Nach mehr als fünf Monaten Krieg zwischen Israel und der Hamas ist die humanitäre Lage im Gazastreifen katastrophal. Nach Angaben des UN-Welternährungsprogramms (WFP) befinden sich die dort lebenden 2,4 Millionen Palästinenser am Rande einer Hungersnot.
Mehrere Staaten werfen inzwischen Hilfsgüter aus der Luft ab, um den Menschen im Gazastreifen zu helfen. Am Donnerstag landete eine erste Bundeswehr-Maschine in Jordanien, um sich an dem Einsatz zu beteiligen, wie die Luftwaffe im Kurzbotschaftendienst X mitteilte. "Wir laden das mitgebrachte Material aus und bereiten uns auf die kommenden Flüge vor." Eine zweite Maschine vom Typ C130J machte sich ebenfalls auf den Weg in die Region, wie die Luftwaffe mitteilte.
Der Gazakrieg hatte durch einen beispiellosen und brutalen Angriff der Hamas auf Israel am 7. Oktober begonnen. Bei dem Angriff töteten Kämpfer der Hamas und anderer islamistischer Organisationen nach israelischen Angaben etwa 1160 Menschen und verschleppten rund 250 weitere als Geiseln in den Gazastreifen.
Israel geht seither massiv militärisch im Gazastreifen vor. Dabei wurden nach Angaben des Hamas-Gesundheitsministeriums die sich nicht unabhängig überprüfen lassen, bisher mehr als 31.300 Menschen getötet.
Seit Wochen laufen bereits Vermittlungsbemühungen für eine neue Waffenruhe zwischen Israel und der Hamas, um mehr Hilfsgüter in den Gazastreifen bringen zu können und Geiseln in Gewalt der Islamisten freizubekommen. Aus Hamas-Kreisen verlautete am späten Donnerstagabend, die Organisation habe den als Vermittlern auftretenden Staaten Katar und Ägypten eine neue Verhandlungsposition übermittelt. Diese würden die ebenfalls vermittelnden USA darüber unterrichten.
Die Hamas fordert demnach, dass die israelischen Streitkräfte sich "aus allen besiedelten Gebieten und allen Städten" des Gazastreifens zurückziehen.
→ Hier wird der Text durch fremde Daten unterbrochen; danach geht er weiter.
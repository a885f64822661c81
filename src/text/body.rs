//! Description cleaning.
//!
//! Broadcaster descriptions carry fixed structural boilerplate: sign-offs,
//! bylines, credit blocks, tip-line and subscribe footers, copyright notices.
//! Cleaning is a priority-ordered grammar:
//!
//! 1. If a boilerplate anchor is present, cut the text at the earliest one.
//! 2. Otherwise drop every physical line that is junk in its entirety and
//!    join the survivors with single spaces.
//! 3. Run the [`BODY_STEPS`] table regardless of the branch taken, re-run to
//!    a fixpoint by [`clean_body`].

use super::OUTLETS;
use super::rules::{
    Step, apply_steps, collapse_whitespace, compile, converge, strip_laughter,
    strip_repeated_glyphs,
};
use once_cell::sync::Lazy;
use regex::Regex;

/// Markers after which everything is trailer text.
static ANCHORS: Lazy<Vec<Regex>> = Lazy::new(|| {
    vec![
        compile(r"※\s*['‘]?\s*당신의\s*제보가\s*뉴스가\s*됩니다"),
        compile(r"☞\s*더\s*자세한\s*정보"),
        compile(&format!(r"(?:{OUTLETS})\s*뉴스\s*[가-힣]{{2,5}}니다\.?")),
        compile(&format!(
            r"(?:{OUTLETS})\s*기사\s*원문\s*보기\s*[:：]\s*https?://\S+"
        )),
        // "YTN 유투권 (r2kwon@ytn.co.kr)"
        compile(&format!(
            r"(?m)^\s*(?:{OUTLETS})\s*[가-힣]{{2,4}}\s*\([A-Za-z0-9._%+-]+@[A-Za-z0-9.-]+\.[A-Za-z]{{2,}}\)"
        )),
    ]
});

/// Whole-line junk: credits, calls to action, notices, bare links, hashtags.
///
/// Every pattern spans the entire trimmed line. Prose that merely ends in a
/// call to action or a notice is kept; [`BODY_STEPS`] strips the phrase.
static JUNK_LINES: Lazy<Vec<Regex>> = Lazy::new(|| {
    vec![
        // copyright notices
        compile(&format!(
            r"(?i)^(?:copyright\s*[ⓒⒸ©]?\s*(?:{OUTLETS})|[ⓒⒸ©]\s*(?:{OUTLETS}))\.?(?:\s*(?:all\s*rights\s*reserved|무단\s*전재|재배포|및|이용|AI\s*학습|포함|금지|[.,]))*$"
        )),
        compile(
            r"(?i)^(?:all\s*rights\s*reserved\.?|(?:all\s*rights\s*reserved\.?\s*)?무단\s*전재(?:\s*(?:,|및)?\s*(?:재배포|이용|AI\s*학습|포함))*\s*금지\.?)$",
        ),
        // credit blocks: "영상편집: 김영희", "(영상취재: 이상욱)", "촬영기자 | 김OO"
        compile(
            r"(?i)^[\(\[]?\s*(?:영상취재|촬영기자|촬영|영상편집|편집|그래픽|디자인|화면제공|자료제공|기자|앵커|특파원|기상캐스터|진행|리포터|논설위원|구성|제작|작가|CG|자막뉴스)\s*[:：|].*$",
        ),
        // a reporter's name alone on a line
        compile(r"^[가-힣]{2,4}\s*(?:기자|앵커|특파원|기상캐스터)$"),
        // tip line / contact lines
        compile(
            r"(?i)^(?:홈페이지|애플리케이션|앱|카카오톡|페이스북|인스타그램|이메일|메일|문자|전화)\s*[:：]?.*(?:제보|친구\s*맺고\s*채팅|메시지\s*전송|@(?:sbs|kbs|ytn)\.co\.kr|\d{2,4}-\d{3,4}-\d{4}|앱\s*설치|채널\s*추가|구독|https?://).*$",
        ),
        compile(
            r"^(?:[☞▶▷※■]\s*)?(?:제보|문의)(?:\s*(?:전화|메일|이메일))?\s*[:：]?\s*(?:(?:\d{2,4}-\d{3,4}-\d{4}|[A-Za-z0-9._%+-]+@[A-Za-z0-9.-]+\.[A-Za-z]{2,})[\s,/]*)+$",
        ),
        // promotional lines led by a marker glyph
        compile(
            r"(?i)^(?:☞|▶|▷|♨|▣|※|■)\s*(?:더\s*자세한\s*정보|기사\s*모아보기|지금\s*뜨거운\s*이슈|기사\s*원문|제보\s*하기|채널\s*추가|(?:KBS|SBS|YTN)\s*(?:뉴스|제보|검색)|당신의\s*제보가\s*뉴스가\s*됩니다|함께\s*토론하기|클릭|보기|.*구독|.*https?://|.*\.co\.kr|.*goo\.gl|.*pf\.kakao\.com).*$",
        ),
        // calls to action standing alone: "구독과 좋아요 부탁드립니다", "SBS 뉴스 채널 구독하기"
        compile(&format!(
            r"^(?:[☞▶▷■※]\s*)?(?:(?:{OUTLETS})\s*)?(?:뉴스\s*)?(?:채널\s*)?(?:구독|좋아요|알림\s*설정)(?:\s*(?:과|와|,|및|하기|하고|부탁(?:\s*드립니다|\s*드려요|해요)?|해\s*주세요|눌러\s*주세요|구독|좋아요|알림\s*설정|[!.~]))*$"
        )),
        // bare domains and urls
        compile(r"^(?:[a-zA-Z0-9-]+\.)+[a-zA-Z]{2,}(?:/\S*)?$"),
        compile(r"^https?://\S+$"),
        // hashtag-only lines
        compile(r"^#[\w가-힣]+(?:[\s,]*#[\w가-힣]+)*$"),
    ]
});

/// Rewrites applied after truncation or line filtering, in order.
pub static BODY_STEPS: Lazy<Vec<Step>> = Lazy::new(|| {
    vec![
        // brackets and parentheses
        Step::blank(r"\([^()]*\)"),
        Step::blank(r"\{[^{}]*\}"),
        Step::blank(r"\[[^\[\]]*\]"),
        Step::blank(r"【[^】]*】"),
        Step::blank(r"<[^<>]*>"),
        // hashtags
        Step::blank(r"#[\w가-힣]+"),
        // trailing notices and calls to action inside prose
        Step::blank(
            r"(?i)all\s*rights\s*reserved|무단\s*전재(?:\s*(?:,|및)?\s*(?:재배포|이용|AI\s*학습|포함))*\s*금지",
        ),
        Step::blank(
            r"(?:구독과\s*좋아요|좋아요와\s*구독)(?:\s*(?:부탁\s*(?:드립니다|드려요|해요)|눌러\s*주세요|해\s*주세요))?",
        ),
        // sign-off sentences
        Step::blank(&format!(
            r"지금까지\s*(?:[가-힣]{{2,5}}부에서\s*)?(?:(?:{OUTLETS})\s*)?[가-힣]{{2,5}}입니다\.?"
        )),
        Step::blank(&format!(r"(?:{OUTLETS})\s*[가-힣]{{2,5}}\s*입니다\.?")),
        Step::blank(r"[가-힣]{2,5}\s*기자(?:의)?\s*(?:보도(?:입니다)?|보돕니다)\.?"),
        Step::blank(r"[가-힣]{2,5}\s*(?:특파원|기자|앵커|리포터)(?:입니다|였습니다)\.?"),
        Step::blank(r"뉴스\s?[가-힣]{1,10}입니다\.?|기자입니다\.?|기잡니다\.?|보도합니다\.?|전해드립니다\.?|전해드렸습니다\.?"),
        // quoted speaker: "시민 김모씨: 너무 힘들어요"
        Step::blank(r"[가-힣A-Za-z]{2,10}(?:\s+[가-힣]{2,6})?\s*[:：]\s*[가-힣\s]{2,200}"),
        // interview citation: [홍길동 교수: "..."]
        Step::blank(r#"\[[^\]]+[:：]\s*["“][^"”]+["”]\s*\]"#),
        // job titles standing alone
        Step::blank(r"\b(?:앵커|기자|특파원|리포터|기상캐스터|논설위원|해설위원)\b"),
        // quotation marks
        Step::blank(r#"["“”‘’'`]"#),
        // numbers with an attached unit, then stray numbering
        Step::blank(r"\b\d[\d,]*(?:\.\d+)?[가-힣a-zA-Z]*"),
        Step::blank(r"#\s*\d+"),
        Step::Apply(strip_repeated_glyphs),
        Step::Apply(strip_laughter),
        Step::blank(r"[^\w\s가-힣]"),
        Step::Apply(collapse_whitespace),
    ]
});

/// Byte offset of the earliest boilerplate anchor, if any.
pub fn find_anchor(text: &str) -> Option<usize> {
    ANCHORS
        .iter()
        .filter_map(|re| re.find(text).map(|m| m.start()))
        .min()
}

/// Whether a (trimmed) line is boilerplate.
pub fn is_junk_line(line: &str) -> bool {
    JUNK_LINES.iter().any(|re| re.is_match(line))
}

fn drop_junk_lines(text: &str) -> String {
    text.lines()
        .map(str::trim)
        .filter(|line| !line.is_empty() && !is_junk_line(line))
        .collect::<Vec<_>>()
        .join(" ")
}

/// Cut at the earliest anchor, or else drop junk lines.
fn strip_boilerplate(text: &str) -> String {
    match find_anchor(text) {
        Some(idx) => text[..idx].to_string(),
        None => drop_junk_lines(text),
    }
}

/// Clean a description into plain content text. Idempotent.
///
/// Physical lines are filtered once, on the raw input. Later passes only see
/// the joined single line, so the line filter can reject it only as a whole.
pub fn clean_body(raw: &str) -> String {
    if raw.trim().is_empty() {
        return String::new();
    }
    let joined = strip_boilerplate(raw);
    converge(&joined, |text| apply_steps(&BODY_STEPS, &strip_boilerplate(text)))
}

#[cfg(test)]
mod tests {
    use super::*;

    #[test]
    fn test_truncates_at_sign_off_anchor() {
        let raw = "폭우로 피해가 컸습니다.\nKBS 뉴스 홍길동입니다.\n촬영기자: 김철수\n추가 안내 문구";
        let out = clean_body(raw);
        assert_eq!(out, "폭우로 피해가 컸습니다");
        assert!(!out.contains("김철수"));
        assert!(!out.contains("안내"));
    }

    #[test]
    fn test_truncates_at_earliest_anchor() {
        let raw = "태풍이 북상하고 있습니다.\nYTN 유투권 (r2kwon@ytn.co.kr)\n※ '당신의 제보가 뉴스가 됩니다'\n[카카오톡] YTN 검색해 채널 추가";
        assert_eq!(clean_body(raw), "태풍이 북상하고 있습니다");
    }

    #[test]
    fn test_truncates_at_article_link() {
        let raw = "정상회담이 열렸습니다 KBS 기사 원문보기 : https://news.kbs.co.kr/news/view.do?ncd=123 이어지는 광고";
        assert_eq!(clean_body(raw), "정상회담이 열렸습니다");
    }

    #[test]
    fn test_drops_junk_lines() {
        let raw = "폭우로 도로가 잠겼습니다.\n영상편집: 김영희\n#폭우 #침수\nhttps://news.kbs.co.kr/123\nCopyright ⓒ SBS. All rights reserved.";
        assert_eq!(clean_body(raw), "폭우로 도로가 잠겼습니다");
    }

    #[test]
    fn test_junk_line_patterns() {
        assert!(is_junk_line("(영상취재: 이상욱)"));
        assert!(is_junk_line("촬영기자:김철수/영상편집:이영희"));
        assert!(is_junk_line("▶ 기사 모아보기 https://n.sbs.co.kr/abc"));
        assert!(is_junk_line("news.kbs.co.kr"));
        assert!(is_junk_line("#속보, #KBS"));
        assert!(is_junk_line("전화 02-781-1234"));
        assert!(is_junk_line("홍길동 기자"));
        assert!(!is_junk_line("진행된 회의에서 합의가 이뤄졌습니다."));
        assert!(!is_junk_line("기자회견이 열렸습니다."));
        assert!(is_junk_line("구독과 좋아요 부탁드립니다"));
        assert!(is_junk_line("SBS 뉴스 채널 구독하기"));
        assert!(is_junk_line("무단 전재 및 재배포 금지"));
        assert!(is_junk_line("제보: 02-781-1234"));
        assert!(!is_junk_line("구독자 백만 명 돌파 소식입니다"));
        assert!(!is_junk_line("서울에 폭우가 쏟아졌습니다. 구독과 좋아요 부탁드립니다"));
        assert!(!is_junk_line("제보 내용을 확인하고 있습니다"));
    }

    #[test]
    fn test_single_line_with_trailing_call_to_action() {
        assert_eq!(
            clean_body("서울에 폭우가 쏟아져 도로가 잠겼습니다. 구독과 좋아요 부탁드립니다"),
            "서울에 폭우가 쏟아져 도로가 잠겼습니다"
        );
    }

    #[test]
    fn test_single_line_with_trailing_notice() {
        assert_eq!(
            clean_body("정부가 새 대책을 발표했습니다. 무단 전재 및 재배포 금지"),
            "정부가 새 대책을 발표했습니다"
        );
    }

    #[test]
    fn test_joined_lines_are_not_refiltered() {
        assert_eq!(
            clean_body("우리 채널\n구독자 백만 명 돌파 소식입니다"),
            "우리 채널 구독자 백만 명 돌파 소식입니다"
        );
    }

    #[test]
    fn test_standalone_call_to_action_line_dropped() {
        assert_eq!(
            clean_body("폭염 특보가 내려졌습니다.\n구독과 좋아요 부탁드립니다\n알림 설정"),
            "폭염 특보가 내려졌습니다"
        );
    }

    #[test]
    fn test_removes_quoted_speaker() {
        let raw = "정부는 대책을 발표했다. 시민 김모씨: 너무 힘들어요. 이후 조치가 이어졌다";
        assert_eq!(clean_body(raw), "정부는 대책을 발표했다 이후 조치가 이어졌다");
    }

    #[test]
    fn test_removes_numbers_and_brackets() {
        let raw = "[앵커] 서울 기온이 35도를 넘었습니다 (자료화면)";
        assert_eq!(clean_body(raw), "서울 기온이 넘었습니다");
    }

    #[test]
    fn test_empty_input() {
        assert_eq!(clean_body(""), "");
        assert_eq!(clean_body("\n\n  "), "");
    }

    #[test]
    fn test_idempotent() {
        let samples = [
            "폭우로 피해가 컸습니다.\nKBS 뉴스 홍길동입니다.\n촬영기자: 김철수",
            "진행 상황을 점검했습니다. 하하 그렇군요\n#뉴스",
            "시민 김모씨: 너무 힘들어요. \"정말로\" 2025년 3명이 다쳤다",
            "Breaking news in English, 3 people hurt.",
        ];
        for s in samples {
            let once = clean_body(s);
            assert_eq!(clean_body(&once), once, "input: {s}");
        }
    }

    mod prop {
        use super::*;
        use proptest::prelude::*;

        proptest! {
            #[test]
            fn clean_body_is_idempotent(s in "[가-힣ㅋㅎa-zA-Z0-9 .,:!?()\\[\\]#/@\n-]{0,80}") {
                let once = clean_body(&s);
                prop_assert_eq!(clean_body(&once), once);
            }

            #[test]
            fn clean_body_is_idempotent_on_boilerplate(
                lines in proptest::collection::vec(
                    prop_oneof![
                        "[가-힣 .]{1,30}",
                        Just("구독과 좋아요 부탁드립니다".to_string()),
                        Just("영상편집: 김영희".to_string()),
                        Just("채널".to_string()),
                        Just("구독자".to_string()),
                        Just("KBS 뉴스 홍길동입니다.".to_string()),
                        Just("#속보 #폭우".to_string()),
                    ],
                    0..6,
                )
            ) {
                let raw = lines.join("\n");
                let once = clean_body(&raw);
                prop_assert_eq!(clean_body(&once), once);
            }
        }
    }
}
Das Büro des israelischen Ministerpräsidenten Benjamin Netanjahu erklärte in der Folge, die Hamas halte an ihren "unrealistischen Forderungen" fest.
Derweil wurde im Süden Israels ein Soldat bei einer Messerattacke getötet. Nach Angaben der israelischen Polizei betrat der Angreifer ein Restaurant nahe der Gemeinde Beit Kama und stach auf den Soldaten ein. Der 51-jährige Soldat konnte noch das Feuer eröffnen und den Angreifer töteten. Der Soldat erlag später seinen schweren Verletzungen.